In fact, Stanton hit so many grounders this year that he set a new career with 24 (!) infield hits. He had 24 infield hits combined from 2015-17. Then he had 24 in 2018. Same number as Brett Gardner and right behind dudes like Dee Gordon (26), Mallex Smith (26), and Trea Turner (25) on the leaderboard. Stanton’s hard contact plays into that. Per Statcast, the average third baseman positions himself 112 feet from home plate. With Stanton in the box, it’s 121 feet. The third baseman has that much farther to go when Giancarlo hits a weak tapper up the line, hence the infield hits.
The increase in strikeouts and grounders and decline in walk rate are likely attributable to several things rather than one specific thing. The fact Stanton opened his stance a bit midseason suggests he was trying to find better mechanics. He was seeing lots of new pitchers. He was undoubtedly pressing to some degree with his new team. There’s a lot that goes into it. Hopefully Giancarlo is more comfortable in Year Two as a Yankee and, even if the strikeout rate remains at its pre-2017 levels, the walks tick back up and grounders tick back down.
The Move To Left Field
Stanton was a career right fielder with the Marlins and the Yankees already had a pretty good right fielder in Judge. Squeezing those two plus Gardner and Aaron Hicks into the lineup meant someone would have to DH and someone would have to play left field whenever Gardner sat. Stanton wound up doing both. He led the team with 85 DH starts (Judge was second with 19) and also played 36 games in left field. They were the first 36 left field games of his career.

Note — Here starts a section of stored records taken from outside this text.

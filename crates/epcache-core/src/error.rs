//! Typed errors for episode processing and worker launch.

use std::time::Duration;
use thiserror::Error;

use crate::retry::FetchError;

/// Why one episode could not be downloaded. Aborts that episode only.
#[derive(Debug, Error)]
pub enum EpisodeError {
    #[error("failed to fetch manifest {url}: {source}")]
    ManifestFetch {
        url: String,
        #[source]
        source: FetchError,
    },
    #[error("invalid url {0}")]
    InvalidUrl(String),
    #[error("manifest {url} lists no segments")]
    EmptyManifest { url: String },
    #[error("{failed} of {total} segments failed")]
    SegmentFetch { failed: usize, total: usize },
    #[error("download failed: {0}")]
    Fetch(#[from] FetchError),
    #[error("merge failed: {0}")]
    Merge(String),
    #[error("timed out after {0:?}")]
    Timeout(Duration),
    #[error("terminated")]
    Aborted,
    #[error("io: {0}")]
    Io(#[from] std::io::Error),
}

impl EpisodeError {
    pub fn is_aborted(&self) -> bool {
        match self {
            EpisodeError::Aborted => true,
            EpisodeError::Fetch(e) => e.is_aborted(),
            EpisodeError::ManifestFetch { source, .. } => source.is_aborted(),
            _ => false,
        }
    }
}

/// Why the supervisor could not start a worker for a task.
#[derive(Debug, Error)]
pub enum LaunchError {
    #[error("failed to spawn worker process: {0}")]
    ProcessLaunch(#[source] std::io::Error),
    #[error("failed to send job to worker: {0}")]
    JobHandoff(#[source] std::io::Error),
    #[error("content detail unavailable: {0}")]
    Detail(String),
    #[error("running marker: {0}")]
    Marker(#[source] std::io::Error),
    #[error(transparent)]
    Store(#[from] anyhow::Error),
}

Going into Spring Training, Aaron Boone said the Yankees would figure out which outfield alignment worked best during camp, but it seemed they’d already decided it would be Stanton to shift over to left, not Judge. Judge did not see a single Grapefruit League inning in left field. It was Stanton who did the work out there. And, in his first spring game as a left fielder, this happened:
When you do that on literally the first ball hit your way at a new position, the “he struggles out there” narrative tends to stick. And Stanton was understandably rough around the edges in left field at first. He’d never played out there. But, once he got the hang of it, he was fine. More than fine, really. The defensive stats liked him (+4 DRS and +4.6 UZR) and I thought he looked pretty good by midseason, based on the eye test.
I don’t know what the Yankees’ plans are, but I’d like to see Stanton get more left field time going forward. That allows the team to limit Gardner’s playing time and also rotate some other players (Judge, Hicks, etc.) in at DH to give them a little break. There is definitely something to be said for having a set DH who mashes like David Ortiz or Nelson Cruz. I feel like so much time at DH wastes Stanton’s defensive ability though. Use it before he gets old and slows down. Some more left field time (outfield time in general) going forward works for me.
What’s Next?
Not a whole lot to say here. Stanton will be back next season in likely the exact same role as this season, that roving corner outfielder and DH role. Any speculation about a trade to the Dodgers is just that, speculation. It is mostly coming from frustrated fans and the corner of the media that likes to speculate about such things. Stanton is a very good player. A flawed player, no doubt, but a very good one who is right smack in the prime of his career and on a fair contract. The Yankees are trying to win right now. Worry about ugly years at the end of the contract when they come. The goal is to win now, with this core in place, and Stanton helps accomplish that.